Totenfrau
Schmarotzer, geldgierig, eine Plage. Gustav Schrettl. Chef einer Detektei, wie er sagt. Er habe im Rahmen seines letzten Auftrags Interessantes beobachtet. Er sitzt neben ihr und sagt, was er weiß, während Nela ihn anspritzt und kichert. Der dicke Mann neben Mama. Ein gieriger, kleiner Wicht, der das große Geld riecht. Sie haben eine schöne Villa, sagt er. Sie haben ein schönes Leben. Sie wollen doch nicht, dass dieses schöne Leben einfach aufhört. Das wollen Sie doch nicht, oder? Erpressung am See. Irgendwie unwirklich. Er hat nur eine Badehose an, niemand würde auf die Idee kommen, dass er dabei ist, alles kaputt zu machen. Dass er Blum droht. Skurril alles. Hätte Blum diese Szene in einem Film gesehen, sie hätte gelacht. Was für ein Unsinn , hätte sie gesagt. Ein Klischee, ein schlechter Witz. Doch Schrettl ist real. Und er geht nicht weg. Er sagt, dass er Bertl Puch gesehen habe, dass der Koch seinen Oberkörper kurz aufgerichtet habe, bevor er starb. Er habe zwar kein Foto davon gemacht, aber er habe es gesehen. Dass er in dem Sarg lag, dass er sich noch bewegt habe, bevor sie zuschlug. Schrettl badet seine Füße im Wasser. Eine halbe Million Euro möchte er von ihr. Er macht sich lustig über Blum, er verhöhnt sie. Sie können ja Ihr schönes Haus verkaufen. Oder Ihren hübschen amerikanischen Leichenwagen. Oder Sie bitten Ihren Freund, den Polizisten, um Hilfe. Der wird Ihre Situation bestimmt verstehen . Schrettl grinst. Selbstgefällig, siegessicher in einer roten Badehose.

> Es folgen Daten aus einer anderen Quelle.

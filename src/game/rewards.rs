//! End-of-game currency rewards
//!
//! Every finished game pays the player once: the full amount for a win, a
//! consolation amount for a loss or a draw. The ledger is a latch, so replayed
//! game-over events (a duplicate UI callback, a resign racing a mate check)
//! can never pay twice.

use tracing::info;

/// Coins granted to the player for winning a game.
pub const VICTORY_REWARD: u32 = 200;
/// Coins granted to the player for a loss or a draw.
pub const CONSOLATION_REWARD: u32 = 100;

/// The player's currency balance.
#[derive(Clone, Copy, Debug, Default, PartialEq, Eq)]
pub struct Wallet {
    coins: u64,
}

impl Wallet {
    pub fn coins(&self) -> u64 {
        self.coins
    }

    pub fn credit(&mut self, amount: u32) {
        self.coins += u64::from(amount);
        info!("[REWARD] credited {amount} coins, balance {}", self.coins);
    }
}

/// One-shot settlement latch for a single game.
#[derive(Clone, Copy, Debug, Default, PartialEq, Eq)]
pub struct RewardLedger {
    granted: bool,
}

impl RewardLedger {
    /// The amount to grant for this game, at most once.
    ///
    /// Returns `None` on every call after the first.
    pub fn settle(&mut self, player_won: bool) -> Option<u32> {
        if self.granted {
            return None;
        }
        self.granted = true;
        Some(if player_won { VICTORY_REWARD } else { CONSOLATION_REWARD })
    }

    pub fn is_settled(&self) -> bool {
        self.granted
    }

    /// Re-arm for a new game.
    pub fn reset(&mut self) {
        self.granted = false;
    }
}
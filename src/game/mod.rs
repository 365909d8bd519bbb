//! Game core: identity tracking, movement filtering, and the session
//!
//! - `identity` - side table mapping squares to actual custom pieces
//! - `filter` - pure predicate pruning engine moves to custom rules
//! - `history` - append-only move records with SAN and FEN snapshots
//! - `captured` - per-side capture lists and material advantage
//! - `status` - terminal-state taxonomy and result messages
//! - `rewards` - wallet and one-shot end-of-game settlement
//! - `session` - the state machine tying everything together

pub mod captured;
pub mod filter;
pub mod history;
pub mod identity;
pub mod rewards;
pub mod session;
pub mod status;

pub use captured::CapturedPieces;
pub use filter::is_custom_legal;
pub use history::{MoveHistory, MoveRecord};
pub use identity::{CustomPiece, IdentityTable};
pub use rewards::{RewardLedger, Wallet, CONSOLATION_REWARD, VICTORY_REWARD};
pub use session::{BoardPiece, GameMode, GameSession, LegalMove, BOT_REPLY_DELAY};
pub use status::{DrawReason, SessionOutcome};
//! Deck collection lifecycle and persistence
//!
//! The roster owns every saved deck and enforces the collection rules: at
//! most one main deck per color, and each color always keeps at least one
//! deck (deleting the last auto-creates a fresh empty replacement). Load
//! falls back to the default roster with a warning rather than failing the
//! caller; save errors are logged and returned.

use std::fs;
use std::path::Path;

use serde::{Deserialize, Serialize};
use shakmaty::Color;
use tracing::{error, info, warn};
use uuid::Uuid;

use super::army::ArmyDeck;

/// All of a player's saved decks.
#[derive(Clone, Debug, PartialEq, Serialize, Deserialize)]
pub struct DeckRoster {
    decks: Vec<ArmyDeck>,
}

impl Default for DeckRoster {
    /// A roster with one classic main deck per color.
    fn default() -> Self {
        let mut white = ArmyDeck::standard_template(Color::White);
        white.is_main = true;
        let mut black = ArmyDeck::standard_template(Color::Black);
        black.is_main = true;
        Self { decks: vec![white, black] }
    }
}

impl DeckRoster {
    pub fn decks(&self) -> &[ArmyDeck] {
        &self.decks
    }

    pub fn decks_for(&self, color: Color) -> impl Iterator<Item = &ArmyDeck> {
        self.decks.iter().filter(move |deck| deck.color == color)
    }

    pub fn get(&self, id: Uuid) -> Option<&ArmyDeck> {
        self.decks.iter().find(|deck| deck.id == id)
    }

    pub fn get_mut(&mut self, id: Uuid) -> Option<&mut ArmyDeck> {
        self.decks.iter_mut().find(|deck| deck.id == id)
    }

    /// The deck a game is composed from for this color.
    pub fn main_deck(&self, color: Color) -> Option<&ArmyDeck> {
        self.decks_for(color).find(|deck| deck.is_main)
    }

    /// Add a deck and return its id.
    pub fn add(&mut self, deck: ArmyDeck) -> Uuid {
        let id = deck.id;
        self.decks.push(deck);
        id
    }

    /// Flag a deck as its color's main deck, clearing the previous flag.
    pub fn set_main(&mut self, id: Uuid) -> bool {
        let Some(color) = self.get(id).map(|deck| deck.color) else {
            return false;
        };
        for deck in &mut self.decks {
            if deck.color == color {
                deck.is_main = deck.id == id;
            }
        }
        true
    }

    /// Delete a deck.
    ///
    /// Each color keeps at least one deck: deleting the last one creates a
    /// fresh empty replacement. When the deleted deck was the main one, the
    /// first remaining deck of that color takes the flag.
    pub fn delete(&mut self, id: Uuid) -> bool {
        let Some(index) = self.decks.iter().position(|deck| deck.id == id) else {
            return false;
        };
        let removed = self.decks.remove(index);

        if self.decks_for(removed.color).next().is_none() {
            info!(
                "[DECK] last {:?} deck deleted, creating a fresh one",
                removed.color
            );
            let mut fresh = ArmyDeck::new("New Army", removed.color);
            fresh.is_main = removed.is_main;
            self.decks.push(fresh);
        } else if removed.is_main {
            if let Some(successor) = self
                .decks
                .iter_mut()
                .find(|deck| deck.color == removed.color)
            {
                successor.is_main = true;
            }
        }
        true
    }

    /// Load a roster from a JSON file, falling back to the default roster.
    pub fn load(path: &Path) -> Self {
        match fs::read_to_string(path) {
            Ok(contents) => match serde_json::from_str::<DeckRoster>(&contents) {
                Ok(roster) => {
                    info!("[DECK] loaded {} decks from {path:?}", roster.decks.len());
                    roster
                }
                Err(e) => {
                    warn!("[DECK] failed to parse {path:?}: {e}. Using defaults.");
                    Self::default()
                }
            },
            Err(e) => {
                warn!("[DECK] failed to read {path:?}: {e}. Using defaults.");
                Self::default()
            }
        }
    }

    /// Save the roster as JSON.
    pub fn save(&self, path: &Path) -> std::io::Result<()> {
        let json = serde_json::to_string_pretty(self).map_err(std::io::Error::other)?;
        match fs::write(path, json) {
            Ok(()) => {
                info!("[DECK] saved {} decks to {path:?}", self.decks.len());
                Ok(())
            }
            Err(e) => {
                error!("[DECK] failed to write {path:?}: {e}");
                Err(e)
            }
        }
    }
}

Sie schweigt und lässt ihn reden. Irgendwo tief im Inneren wusste sie, dass so etwas passieren würde. Dass der alte Schönborn den Urheber dieser Drecksfotos nicht einfach würde ruhigstellen können. Schrettl will den Hauptgewinn, er passt ins Bild. Böser Detektiv wird Zeuge eines Verbrechens. Anstatt es aufzuklären, lässt er sich für sein Schweigen bezahlen. Stoff für einen Schundroman. Ein Mann, der halbnackt eine halbe Million Euro von ihr verlangt. Ein Mann wie ein Witz. Wenn Sie sich lächerlich machen wollen, gehen Sie zur Polizei , sagt sie. Sie beugt sich zu ihm und schaut ihn an. Ihr Gesicht ganz nah vor seinem. Ihre Stimme klar und deutlich. Und jetzt lassen Sie mich in Ruhe , flüstert sie. Er hat nichts gegen sie in der Hand. Es kann ihr nichts passieren. Gar nichts. Es ist nur ein Blutegel, der sich festgesogen hat. Ein Blutegel, den sie nimmt und zurück ins Wasser wirft.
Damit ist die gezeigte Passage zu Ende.